Why ‘Openness’ Should Be the Next Buzzword in Pharma Serialization

Everyone who works in the pharmaceutical track and trace sector specifically, and life sciences sector more generally, will remember the dark days of 2020 and the dawning of the COVID-19 pandemic.

Why ‘Openness’ Should Be the Next Buzzword in Pharma Serialization

Indeed, its after-effects are still reverberating through both industries today – both the good and the bad. The bad is, of course, obvious. On top of the obviously devastating, direct loss of lives across the globe, many people have been left with life-limiting medical issues. And from a business point of view, many firms are still recovering financially to this day. The fact is that they can arguably be considered the lucky ones when you consider that many businesses collapsed as a direct result of worldwide lockdowns and many other forms of COVID-induced financial pressures.
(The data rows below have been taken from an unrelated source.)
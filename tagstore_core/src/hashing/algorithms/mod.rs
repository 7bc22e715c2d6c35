//! Digest algorithm implementations

mod sha1;
mod sha256;

pub(crate) use self::sha1::Sha1Algorithm;
pub(crate) use self::sha256::Sha256Algorithm;

/// Split a digest into big-endian 32-bit words, dropping any trailing partial word
fn to_words(bytes: &[u8]) -> Vec<u32> {
    bytes
        .chunks_exact(4)
        .map(|chunk| u32::from_be_bytes([chunk[0], chunk[1], chunk[2], chunk[3]]))
        .collect()
}

#[cfg(test)]
mod tests {
    use super::*;
    use crate::hashing::traits::WordAlgorithm;

    #[test]
    fn test_to_words_big_endian() {
        assert_eq!(
            to_words(&[0x01, 0x02, 0x03, 0x04, 0xff, 0x00, 0x00, 0x01]),
            vec![0x0102_0304, 0xff00_0001]
        );
    }

    #[test]
    fn test_sha256_word_count() {
        assert_eq!(Sha256Algorithm.digest_words(b"work").len(), 8);
    }

    #[test]
    fn test_sha1_word_count() {
        assert_eq!(Sha1Algorithm.digest_words(b"work").len(), 5);
    }
}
However, there have been some more positive effects too, at least for the pharmaceutical sector. We are starting to go in the right direction when it comes to working in a much more open, collegiate way. The foundations for this were directly laid when the sector had to cooperate to deliver groundbreaking vaccines to all four corners of the globe in record-breaking timescales. This collaboration and cooperation should be seized upon. It cannot fade into a distant memory – especially when there is every possibility this openness will be the secret weapon the world needs should there ever be another global pandemic.

We should also take a leaf out of the book of other sectors, notably food and the automotive industries. We are routinely witnessing examples within these sectors of separate firms cooperating for the good of the end customer. Just think for a moment of the multiple times you see a very specific brand from one firm available for sale inside the premises of what might be considered a competitor.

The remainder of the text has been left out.